The ever energetic Puck didn't disappoint the millennial foodies, who crowded the recently renovated Wolfgang Puck Kitchen bistro at Macy's South Coast Plaza to meet the Austrian-born chef. Over his 44-year-career in the U.S., Puck founded a culinary empire in Los Angeles but now spans the globe. Hollywood's original celebrity chef, his standard of excellence and innovation is one that most chefs dream of emulating.

Yet he never takes his success for granted. At age 68, he continues to develop new restaurants, write cookbooks -- and most recently -- attend an Ivy League university.

"That's one of the things that makes him so terrific -- he stays relevant," said fan Branden Silks, 37 of Anaheim.

Relevance means taking risk.

In the spring, Puck opened The Rogue Experience in West Hollywood. The 12-course tasting table is limited to eight guests. They pay $155-$175 per person for an extravagant experimental menu created by Puck's team of fine dining chefs. Around the same time, he enrolled in an entrepreneurial management program at Harvard Business School.

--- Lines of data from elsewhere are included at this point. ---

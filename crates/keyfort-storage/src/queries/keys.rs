// SPDX-FileCopyrightText: 2026 Keyfort Contributors
// SPDX-License-Identifier: MIT OR Apache-2.0

//! API key record CRUD operations.
//!
//! Records hold metadata only; the secret value lives in the encrypted
//! store under `secret_ref`.

use keyfort_core::{ApiKeyRecord, KeyfortError};
use rusqlite::params;

use crate::database::{map_tr_err, Database};

fn record_from_row(row: &rusqlite::Row<'_>) -> Result<ApiKeyRecord, rusqlite::Error> {
    Ok(ApiKeyRecord {
        id: row.get(0)?,
        display_name: row.get(1)?,
        secret_ref: row.get(2)?,
        platform_id: row.get(3)?,
        created_at: row.get(4)?,
        is_valid: row.get(5)?,
        note: row.get(6)?,
    })
}

const SELECT_COLS: &str =
    "SELECT id, display_name, secret_ref, platform_id, created_at, is_valid, note FROM api_keys";

/// Insert a new key record and return it with its assigned id.
pub async fn insert_key(
    db: &Database,
    display_name: &str,
    secret_ref: &str,
    platform_id: i64,
    is_valid: bool,
    note: Option<&str>,
) -> Result<ApiKeyRecord, KeyfortError> {
    let display_name = display_name.to_string();
    let secret_ref = secret_ref.to_string();
    let note = note.map(|s| s.to_string());
    let created_at = chrono::Utc::now().to_rfc3339();

    db.connection()
        .call(move |conn| {
            conn.execute(
                "INSERT INTO api_keys (display_name, secret_ref, platform_id, created_at, is_valid, note)
                 VALUES (?1, ?2, ?3, ?4, ?5, ?6)",
                params![display_name, secret_ref, platform_id, created_at, is_valid, note],
            )?;
            let id = conn.last_insert_rowid();
            Ok(ApiKeyRecord {
                id,
                display_name,
                secret_ref,
                platform_id,
                created_at,
                is_valid,
                note,
            })
        })
        .await
        .map_err(map_tr_err)
}

/// Get a key record by id.
pub async fn get_key_by_id(db: &Database, id: i64) -> Result<Option<ApiKeyRecord>, KeyfortError> {
    db.connection()
        .call(move |conn| {
            let mut stmt = conn.prepare(&format!("{SELECT_COLS} WHERE id = ?1"))?;
            let result = stmt.query_row(params![id], record_from_row);
            match result {
                Ok(record) => Ok(Some(record)),
                Err(rusqlite::Error::QueryReturnedNoRows) => Ok(None),
                Err(e) => Err(e),
            }
        })
        .await
        .map_err(map_tr_err)
}

/// Get a key record by its secret-store reference.
pub async fn get_key_by_secret_ref(
    db: &Database,
    secret_ref: &str,
) -> Result<Option<ApiKeyRecord>, KeyfortError> {
    let secret_ref = secret_ref.to_string();
    db.connection()
        .call(move |conn| {
            let mut stmt =
                conn.prepare(&format!("{SELECT_COLS} WHERE secret_ref = ?1 LIMIT 1"))?;
            let result = stmt.query_row(params![secret_ref], record_from_row);
            match result {
                Ok(record) => Ok(Some(record)),
                Err(rusqlite::Error::QueryReturnedNoRows) => Ok(None),
                Err(e) => Err(e),
            }
        })
        .await
        .map_err(map_tr_err)
}

/// List all key records, most recently created first.
pub async fn list_all_keys(db: &Database) -> Result<Vec<ApiKeyRecord>, KeyfortError> {
    db.connection()
        .call(|conn| {
            let mut stmt = conn.prepare(&format!("{SELECT_COLS} ORDER BY created_at DESC"))?;
            let rows = stmt.query_map([], record_from_row)?;
            let mut records = Vec::new();
            for row in rows {
                records.push(row?);
            }
            Ok(records)
        })
        .await
        .map_err(map_tr_err)
}

/// List key records for one platform, most recently created first.
pub async fn list_keys_for_platform(
    db: &Database,
    platform_id: i64,
) -> Result<Vec<ApiKeyRecord>, KeyfortError> {
    db.connection()
        .call(move |conn| {
            let mut stmt = conn.prepare(&format!(
                "{SELECT_COLS} WHERE platform_id = ?1 ORDER BY created_at DESC"
            ))?;
            let rows = stmt.query_map(params![platform_id], record_from_row)?;
            let mut records = Vec::new();
            for row in rows {
                records.push(row?);
            }
            Ok(records)
        })
        .await
        .map_err(map_tr_err)
}

/// Update a key record's mutable fields (display name, platform, validity,
/// note). `secret_ref` and `created_at` never change after insertion.
pub async fn update_key(db: &Database, record: &ApiKeyRecord) -> Result<(), KeyfortError> {
    let record = record.clone();
    db.connection()
        .call(move |conn| {
            conn.execute(
                "UPDATE api_keys
                 SET display_name = ?1, platform_id = ?2, is_valid = ?3, note = ?4
                 WHERE id = ?5",
                params![
                    record.display_name,
                    record.platform_id,
                    record.is_valid,
                    record.note,
                    record.id,
                ],
            )?;
            Ok(())
        })
        .await
        .map_err(map_tr_err)
}

/// Delete a key record by id.
pub async fn delete_key(db: &Database, id: i64) -> Result<(), KeyfortError> {
    db.connection()
        .call(move |conn| {
            conn.execute("DELETE FROM api_keys WHERE id = ?1", params![id])?;
            Ok(())
        })
        .await
        .map_err(map_tr_err)
}

/// Whether a record exists for the given secret-store reference.
pub async fn key_exists(db: &Database, secret_ref: &str) -> Result<bool, KeyfortError> {
    let secret_ref = secret_ref.to_string();
    db.connection()
        .call(move |conn| {
            let exists: bool = conn.query_row(
                "SELECT EXISTS(SELECT 1 FROM api_keys WHERE secret_ref = ?1)",
                params![secret_ref],
                |row| row.get(0),
            )?;
            Ok(exists)
        })
        .await
        .map_err(map_tr_err)
}
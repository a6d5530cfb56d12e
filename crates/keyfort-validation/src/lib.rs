// SPDX-FileCopyrightText: 2026 Keyfort Contributors
// SPDX-License-Identifier: MIT OR Apache-2.0

//! Provider API key validators for the Keyfort credential vault.
//!
//! One adapter per provider, each issuing a single minimal, low-cost
//! request that exercises authentication and classifying the response into
//! a [`keyfort_core::ValidationOutcome`]. The [`ValidationDispatcher`]
//! routes a platform name to its validator through a fixed allow-list.
//!
//! Validators are infallible at their boundary: transport failures,
//! unparseable bodies, and unrecognized status codes all resolve to an
//! outcome variant, never an `Err` or a panic.

pub mod anthropic;
pub mod deepseek;
pub mod dispatch;
pub mod gemini;
pub mod hailuo;
pub mod messages;
pub mod openai;

use std::time::Duration;

use keyfort_config::ValidationConfig;
use keyfort_core::{KeyfortError, ValidationOutcome};
use serde::Deserialize;

pub use anthropic::AnthropicValidator;
pub use deepseek::DeepSeekValidator;
pub use dispatch::{ValidationDispatcher, SUPPORTED_PLATFORMS};
pub use gemini::GeminiValidator;
pub use hailuo::HailuoValidator;
pub use openai::OpenAiValidator;

/// Build the HTTP client shared by a validator, with bounded connect and
/// read timeouts so a validation attempt can never hang indefinitely.
pub(crate) fn build_client(config: &ValidationConfig) -> Result<reqwest::Client, KeyfortError> {
    reqwest::Client::builder()
        .connect_timeout(Duration::from_secs(config.connect_timeout_secs))
        .timeout(Duration::from_secs(config.read_timeout_secs))
        .build()
        .map_err(|e| KeyfortError::Internal(format!("failed to build HTTP client: {e}")))
}

/// Classify a transport-level failure into a [`ValidationOutcome`].
///
/// Timeouts and connect/DNS failures get fixed user-facing messages; any
/// other reqwest error carries its description.
pub(crate) fn transport_outcome(err: &reqwest::Error) -> ValidationOutcome {
    if err.is_timeout() {
        ValidationOutcome::NetworkError {
            message: messages::TIMEOUT.to_string(),
        }
    } else if err.is_connect() {
        ValidationOutcome::NetworkError {
            message: messages::NO_CONNECTION.to_string(),
        }
    } else {
        ValidationOutcome::NetworkError {
            message: format!("{}{err}", messages::NETWORK_ERROR_PREFIX),
        }
    }
}

/// Standard `{"error": {"message": ...}}` envelope used by the OpenAI-style
/// providers (and Anthropic/Gemini error bodies).
#[derive(Debug, Deserialize)]
struct ApiErrorBody {
    error: ApiErrorDetail,
}

#[derive(Debug, Deserialize)]
struct ApiErrorDetail {
    #[serde(default)]
    message: String,
}

/// Try to pull a human-readable `error.message` out of a JSON error body.
///
/// Returns `None` when the body is not JSON, has no error envelope, or the
/// message is blank.
pub(crate) fn extract_error_message(body: &str) -> Option<String> {
    let parsed: ApiErrorBody = serde_json::from_str(body).ok()?;
    let message = parsed.error.message.trim();
    if message.is_empty() {
        None
    } else {
        Some(message.to_string())
    }
}

/// Fallback classification for a status code none of the provider's known
/// arms matched: prefer the body's `error.message`, else a generic server
/// error carrying the code.
pub(crate) fn unrecognized_status_outcome(status: u16, body: &str) -> ValidationOutcome {
    match extract_error_message(body) {
        Some(message) => ValidationOutcome::Invalid { message },
        None => ValidationOutcome::ServerError {
            message: format!("{}{status}", messages::ERROR_CODE_PREFIX),
        },
    }
}

#[cfg(test)]
mod tests {
    use super::*;

    #[test]
    fn extract_error_message_reads_envelope() {
        let body = r#"{"error": {"type": "invalid_request_error", "message": "Bad model"}}"#;
        assert_eq!(extract_error_message(body), Some("Bad model".to_string()));
    }

    #[test]
    fn extract_error_message_rejects_blank_and_non_json() {
        assert_eq!(extract_error_message(r#"{"error": {"message": ""}}"#), None);
        assert_eq!(extract_error_message(r#"{"error": {}}"#), None);
        assert_eq!(extract_error_message("not json"), None);
        assert_eq!(extract_error_message(r#"{"detail": "no envelope"}"#), None);
    }

    #[test]
    fn unrecognized_status_prefers_body_message() {
        let with_message = unrecognized_status_outcome(
            418,
            r#"{"error": {"message": "teapot refuses"}}"#,
        );
        assert_eq!(
            with_message,
            ValidationOutcome::Invalid {
                message: "teapot refuses".to_string()
            }
        );

        let without = unrecognized_status_outcome(418, "");
        assert_eq!(
            without,
            ValidationOutcome::ServerError {
                message: "Код ошибки: 418".to_string()
            }
        );
    }
}
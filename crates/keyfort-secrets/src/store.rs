// SPDX-FileCopyrightText: 2026 Keyfort Contributors
// SPDX-License-Identifier: MIT OR Apache-2.0

//! Encrypted store lifecycle: create, unlock, and the [`SecretStore`]
//! operations over reference-addressed entries.
//!
//! The store uses a key-wrapping pattern:
//! - A random master key encrypts all secret values (stored in
//!   secret_entries, one row per reference).
//! - The master key itself is encrypted with a key derived from the user's
//!   passphrase via Argon2id (stored in secret_meta as wrapped_master_key).
//! - Changing the passphrase only re-wraps the master key; individual
//!   entries are never re-encrypted.
//!
//! Entries are addressed solely by their opaque reference. There is no
//! lookup by value: an equality-preserving index would require keeping
//! plaintext (or weakening the encryption), so value comparison is left to
//! the duplicate scanner, which decrypts one entry at a time.

use async_trait::async_trait;
use keyfort_config::SecretsConfig;
use keyfort_core::{KeyfortError, SecretStore};
use rusqlite::params;
use secrecy::{ExposeSecret, SecretString};
use tracing::{debug, info};
use zeroize::Zeroizing;

use crate::crypto;
use crate::kdf;

/// The unlocked encrypted store, holding the master key in memory.
///
/// Debug output intentionally omits the master key.
pub struct EncryptedStore {
    /// The unwrapped master key -- only in memory, never on disk.
    master_key: Zeroizing<[u8; 32]>,
    /// Database connection for secret_entries and secret_meta tables.
    conn: tokio_rusqlite::Connection,
}

impl std::fmt::Debug for EncryptedStore {
    fn fmt(&self, f: &mut std::fmt::Formatter<'_>) -> std::fmt::Result {
        f.debug_struct("EncryptedStore")
            .field("master_key", &"[REDACTED]")
            .finish()
    }
}

impl EncryptedStore {
    /// Check if a store exists (has a wrapped master key in secret_meta).
    pub async fn exists_on(conn: &tokio_rusqlite::Connection) -> Result<bool, KeyfortError> {
        conn.call(|conn| -> Result<bool, rusqlite::Error> {
            let count: i64 = conn.query_row(
                "SELECT COUNT(*) FROM secret_meta WHERE key = 'wrapped_master_key'",
                [],
                |row| row.get(0),
            )?;
            Ok(count > 0)
        })
        .await
        .map_err(map_tr_err)
    }

    /// Create a new store with a random master key wrapped by the passphrase.
    pub async fn create(
        conn: tokio_rusqlite::Connection,
        passphrase: &SecretString,
        config: &SecretsConfig,
    ) -> Result<Self, KeyfortError> {
        let master_key = crypto::generate_random_key()?;

        let salt = kdf::generate_salt()?;
        let wrapping_key = kdf::derive_key(
            passphrase.expose_secret().as_bytes(),
            &salt,
            config.kdf_memory_cost,
            config.kdf_iterations,
            config.kdf_parallelism,
        )?;

        let (wrapped_master_key, wrap_nonce) = crypto::seal(&wrapping_key, &master_key)?;

        // Persist the KDF params alongside the wrapped key so later unlocks
        // are unaffected by config changes.
        let kdf_params = serde_json::json!({
            "memory_cost": config.kdf_memory_cost,
            "iterations": config.kdf_iterations,
            "parallelism": config.kdf_parallelism,
        });
        let kdf_params_bytes = kdf_params.to_string().into_bytes();

        let salt_vec = salt.to_vec();
        let wrap_nonce_vec = wrap_nonce.to_vec();
        conn.call(move |conn| -> Result<(), rusqlite::Error> {
            let tx = conn.transaction()?;
            tx.execute(
                "INSERT OR REPLACE INTO secret_meta (key, value) VALUES ('wrapped_master_key', ?1)",
                params![wrapped_master_key],
            )?;
            tx.execute(
                "INSERT OR REPLACE INTO secret_meta (key, value) VALUES ('master_key_nonce', ?1)",
                params![wrap_nonce_vec],
            )?;
            tx.execute(
                "INSERT OR REPLACE INTO secret_meta (key, value) VALUES ('kdf_salt', ?1)",
                params![salt_vec],
            )?;
            tx.execute(
                "INSERT OR REPLACE INTO secret_meta (key, value) VALUES ('kdf_params', ?1)",
                params![kdf_params_bytes],
            )?;
            tx.commit()?;
            Ok(())
        })
        .await
        .map_err(map_tr_err)?;

        info!("encrypted store created");
        Ok(Self {
            master_key: Zeroizing::new(master_key),
            conn,
        })
    }

    /// Unlock an existing store by deriving the wrapping key from the
    /// passphrase and decrypting the stored master key.
    pub async fn unlock(
        conn: tokio_rusqlite::Connection,
        passphrase: &SecretString,
    ) -> Result<Self, KeyfortError> {
        let meta = conn
            .call(|conn| -> Result<StoreMeta, rusqlite::Error> {
                let wrapped_master_key: Vec<u8> = conn.query_row(
                    "SELECT value FROM secret_meta WHERE key = 'wrapped_master_key'",
                    [],
                    |row| row.get(0),
                )?;
                let nonce: Vec<u8> = conn.query_row(
                    "SELECT value FROM secret_meta WHERE key = 'master_key_nonce'",
                    [],
                    |row| row.get(0),
                )?;
                let salt: Vec<u8> = conn.query_row(
                    "SELECT value FROM secret_meta WHERE key = 'kdf_salt'",
                    [],
                    |row| row.get(0),
                )?;
                let kdf_params_bytes: Vec<u8> = conn.query_row(
                    "SELECT value FROM secret_meta WHERE key = 'kdf_params'",
                    [],
                    |row| row.get(0),
                )?;
                Ok(StoreMeta {
                    wrapped_master_key,
                    nonce,
                    salt,
                    kdf_params_bytes,
                })
            })
            .await
            .map_err(map_tr_err)?;

        let kdf_params: serde_json::Value = serde_json::from_slice(&meta.kdf_params_bytes)
            .map_err(|e| KeyfortError::SecretStore(format!("corrupted KDF params: {e}")))?;

        let memory_cost = kdf_param_u32(&kdf_params, "memory_cost")?;
        let iterations = kdf_param_u32(&kdf_params, "iterations")?;
        let parallelism = kdf_param_u32(&kdf_params, "parallelism")?;

        let salt: [u8; 16] = meta.salt.try_into().map_err(|_| {
            KeyfortError::SecretStore("corrupted salt (expected 16 bytes)".to_string())
        })?;
        let nonce: [u8; 12] = meta.nonce.try_into().map_err(|_| {
            KeyfortError::SecretStore("corrupted nonce (expected 12 bytes)".to_string())
        })?;

        let wrapping_key = kdf::derive_key(
            passphrase.expose_secret().as_bytes(),
            &salt,
            memory_cost,
            iterations,
            parallelism,
        )?;

        let master_key_bytes = crypto::open(&wrapping_key, &nonce, &meta.wrapped_master_key)
            .map_err(|_| {
                KeyfortError::SecretStore(
                    "invalid passphrase or corrupted store -- decryption failed".to_string(),
                )
            })?;

        let master_key: [u8; 32] = master_key_bytes.try_into().map_err(|_| {
            KeyfortError::SecretStore("corrupted master key (expected 32 bytes)".to_string())
        })?;

        debug!("encrypted store unlocked");
        Ok(Self {
            master_key: Zeroizing::new(master_key),
            conn,
        })
    }

    /// Change the passphrase by re-wrapping the master key.
    ///
    /// Entries are NOT re-encrypted -- only the master key wrapper changes.
    pub async fn change_passphrase(
        &self,
        new_passphrase: &SecretString,
        config: &SecretsConfig,
    ) -> Result<(), KeyfortError> {
        let new_salt = kdf::generate_salt()?;
        let new_wrapping_key = kdf::derive_key(
            new_passphrase.expose_secret().as_bytes(),
            &new_salt,
            config.kdf_memory_cost,
            config.kdf_iterations,
            config.kdf_parallelism,
        )?;

        let (new_wrapped_key, new_nonce) = crypto::seal(&new_wrapping_key, &*self.master_key)?;

        let kdf_params = serde_json::json!({
            "memory_cost": config.kdf_memory_cost,
            "iterations": config.kdf_iterations,
            "parallelism": config.kdf_parallelism,
        });
        let kdf_params_bytes = kdf_params.to_string().into_bytes();
        let new_salt_vec = new_salt.to_vec();
        let new_nonce_vec = new_nonce.to_vec();

        self.conn
            .call(move |conn| -> Result<(), rusqlite::Error> {
                let tx = conn.transaction()?;
                tx.execute(
                    "UPDATE secret_meta SET value = ?1 WHERE key = 'wrapped_master_key'",
                    params![new_wrapped_key],
                )?;
                tx.execute(
                    "UPDATE secret_meta SET value = ?1 WHERE key = 'master_key_nonce'",
                    params![new_nonce_vec],
                )?;
                tx.execute(
                    "UPDATE secret_meta SET value = ?1 WHERE key = 'kdf_salt'",
                    params![new_salt_vec],
                )?;
                tx.execute(
                    "UPDATE secret_meta SET value = ?1 WHERE key = 'kdf_params'",
                    params![kdf_params_bytes],
                )?;
                tx.commit()?;
                Ok(())
            })
            .await
            .map_err(map_tr_err)?;

        info!("store passphrase changed");
        Ok(())
    }

    async fn put(&self, value: &str, reference: &str) -> Result<(), KeyfortError> {
        let (ciphertext, nonce) = crypto::seal(&self.master_key, value.as_bytes())?;
        let reference_owned = reference.to_string();
        let nonce_vec = nonce.to_vec();

        self.conn
            .call(move |conn| -> Result<(), rusqlite::Error> {
                conn.execute(
                    "INSERT OR REPLACE INTO secret_entries (reference, ciphertext, nonce)
                     VALUES (?1, ?2, ?3)",
                    params![reference_owned, ciphertext, nonce_vec],
                )?;
                Ok(())
            })
            .await
            .map_err(map_tr_err)?;

        debug!(reference = %reference, "secret entry written");
        Ok(())
    }
}

#[async_trait]
impl SecretStore for EncryptedStore {
    async fn save(&self, value: &str, reference: &str) -> Result<(), KeyfortError> {
        self.put(value, reference).await
    }

    async fn get(&self, reference: &str) -> Result<Option<SecretString>, KeyfortError> {
        let reference = reference.to_string();
        type CipherNonce = (Vec<u8>, Vec<u8>);
        let entry = self
            .conn
            .call(move |conn| -> Result<Option<CipherNonce>, rusqlite::Error> {
                let mut stmt = conn.prepare(
                    "SELECT ciphertext, nonce FROM secret_entries WHERE reference = ?1",
                )?;
                let result = stmt.query_row(params![reference], |row| {
                    Ok((row.get::<_, Vec<u8>>(0)?, row.get::<_, Vec<u8>>(1)?))
                });
                match result {
                    Ok(entry) => Ok(Some(entry)),
                    Err(rusqlite::Error::QueryReturnedNoRows) => Ok(None),
                    Err(e) => Err(e),
                }
            })
            .await
            .map_err(map_tr_err)?;

        match entry {
            Some((ciphertext, nonce_vec)) => {
                let nonce: [u8; 12] = nonce_vec.try_into().map_err(|_| {
                    KeyfortError::SecretStore("corrupted nonce in secret entry".to_string())
                })?;
                let plaintext = crypto::open(&self.master_key, &nonce, &ciphertext)?;
                let value = String::from_utf8(plaintext).map_err(|e| {
                    KeyfortError::SecretStore(format!("decrypted value is not valid UTF-8: {e}"))
                })?;
                Ok(Some(SecretString::from(value)))
            }
            None => Ok(None),
        }
    }

    async fn update(&self, value: &str, reference: &str) -> Result<(), KeyfortError> {
        // Entries are upserts; updating re-seals with a fresh nonce.
        self.put(value, reference).await
    }

    async fn delete(&self, reference: &str) -> Result<(), KeyfortError> {
        let reference_owned = reference.to_string();
        self.conn
            .call(move |conn| -> Result<(), rusqlite::Error> {
                conn.execute(
                    "DELETE FROM secret_entries WHERE reference = ?1",
                    params![reference_owned],
                )?;
                Ok(())
            })
            .await
            .map_err(map_tr_err)?;
        debug!(reference = %reference, "secret entry deleted");
        Ok(())
    }

    async fn list_references(&self) -> Result<Vec<String>, KeyfortError> {
        self.conn
            .call(|conn| -> Result<Vec<String>, rusqlite::Error> {
                let mut stmt =
                    conn.prepare("SELECT reference FROM secret_entries ORDER BY reference")?;
                let rows = stmt.query_map([], |row| row.get(0))?;
                let mut references = Vec::new();
                for row in rows {
                    references.push(row?);
                }
                Ok(references)
            })
            .await
            .map_err(map_tr_err)
    }

    async fn exists(&self, reference: &str) -> Result<bool, KeyfortError> {
        let reference = reference.to_string();
        self.conn
            .call(move |conn| -> Result<bool, rusqlite::Error> {
                let exists: bool = conn.query_row(
                    "SELECT EXISTS(SELECT 1 FROM secret_entries WHERE reference = ?1)",
                    params![reference],
                    |row| row.get(0),
                )?;
                Ok(exists)
            })
            .await
            .map_err(map_tr_err)
    }
}

/// Internal struct for reading secret_meta entries.
struct StoreMeta {
    wrapped_master_key: Vec<u8>,
    nonce: Vec<u8>,
    salt: Vec<u8>,
    kdf_params_bytes: Vec<u8>,
}

fn kdf_param_u32(params: &serde_json::Value, name: &str) -> Result<u32, KeyfortError> {
    params[name]
        .as_u64()
        .map(|v| v as u32)
        .ok_or_else(|| KeyfortError::SecretStore(format!("missing {name} in KDF params")))
}

/// Mask a secret value for display: "sk-a...mnop" format.
///
/// Shows up to 4 leading and 4 trailing characters with "..." in between.
/// Short values (< 10 chars) are fully masked as "****".
pub fn mask_secret(value: &str) -> String {
    if value.len() < 10 {
        return "****".to_string();
    }
    let prefix = &value[..4.min(value.len())];
    let suffix = &value[value.len().saturating_sub(4)..];
    format!("{prefix}...{suffix}")
}

/// Convert tokio-rusqlite errors to KeyfortError::SecretStore.
fn map_tr_err(e: tokio_rusqlite::Error<rusqlite::Error>) -> KeyfortError {
    KeyfortError::SecretStore(format!("secret store database error: {e}"))
}
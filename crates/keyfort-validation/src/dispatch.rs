// SPDX-FileCopyrightText: 2026 Keyfort Contributors
// SPDX-License-Identifier: MIT OR Apache-2.0

//! Name-keyed dispatch of validation requests to provider validators.

use std::collections::HashMap;
use std::sync::Arc;

use keyfort_config::ValidationConfig;
use keyfort_core::{KeyfortError, ProviderValidator, ValidationOutcome};
use tracing::debug;

use crate::messages;
use crate::{
    AnthropicValidator, DeepSeekValidator, GeminiValidator, HailuoValidator, OpenAiValidator,
};

/// The fixed allow-list of platforms that support live validation.
///
/// Matching is exact and case-sensitive everywhere a platform name is
/// compared against this list.
pub const SUPPORTED_PLATFORMS: [&str; 5] = ["Anthropic", "DeepSeek", "Gemini", "OpenAI", "Hailuo"];

/// Routes a (platform name, key value) pair to the matching validator.
///
/// Platforms outside the allow-list are rejected at dispatch time with a
/// terminal `ServerError` -- no request is ever attempted for them.
pub struct ValidationDispatcher {
    validators: HashMap<&'static str, Arc<dyn ProviderValidator>>,
}

impl ValidationDispatcher {
    /// Build the dispatcher with the five real provider validators.
    pub fn new(config: &ValidationConfig) -> Result<Self, KeyfortError> {
        let validators: Vec<Arc<dyn ProviderValidator>> = vec![
            Arc::new(AnthropicValidator::new(config)?),
            Arc::new(DeepSeekValidator::new(config)?),
            Arc::new(GeminiValidator::new(config)?),
            Arc::new(OpenAiValidator::new(config)?),
            Arc::new(HailuoValidator::new(config)?),
        ];
        Ok(Self::with_validators(validators))
    }

    /// Build a dispatcher from explicit validators, keyed by their
    /// [`ProviderValidator::platform`] names. Used to inject mocks.
    pub fn with_validators(validators: Vec<Arc<dyn ProviderValidator>>) -> Self {
        let validators = validators
            .into_iter()
            .map(|validator| (validator.platform(), validator))
            .collect();
        Self { validators }
    }

    /// Whether `platform_name` has a validator (exact, case-sensitive).
    pub fn supports_validation(&self, platform_name: &str) -> bool {
        self.validators.contains_key(platform_name)
    }

    /// Validate `secret` against the platform's provider.
    ///
    /// Unknown platforms short-circuit without network activity.
    pub async fn validate_key(&self, platform_name: &str, secret: &str) -> ValidationOutcome {
        match self.validators.get(platform_name) {
            Some(validator) => {
                debug!(platform = %platform_name, "dispatching key validation");
                validator.validate(secret).await
            }
            None => ValidationOutcome::ServerError {
                message: messages::UNSUPPORTED_PLATFORM.to_string(),
            },
        }
    }
}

"We don't sit on our laurels," Puck said during his Orange County visit.

He arrived solo at South Coast Plaza, dressed in jeans and a blue chef's coat.

Though he didn't have an entourage, one thing was clear.

He is a star.

As the staff learned of his arrival, everyone grew giddy and pulled out their phones, ready to snap photos. "He's here," someone shouted.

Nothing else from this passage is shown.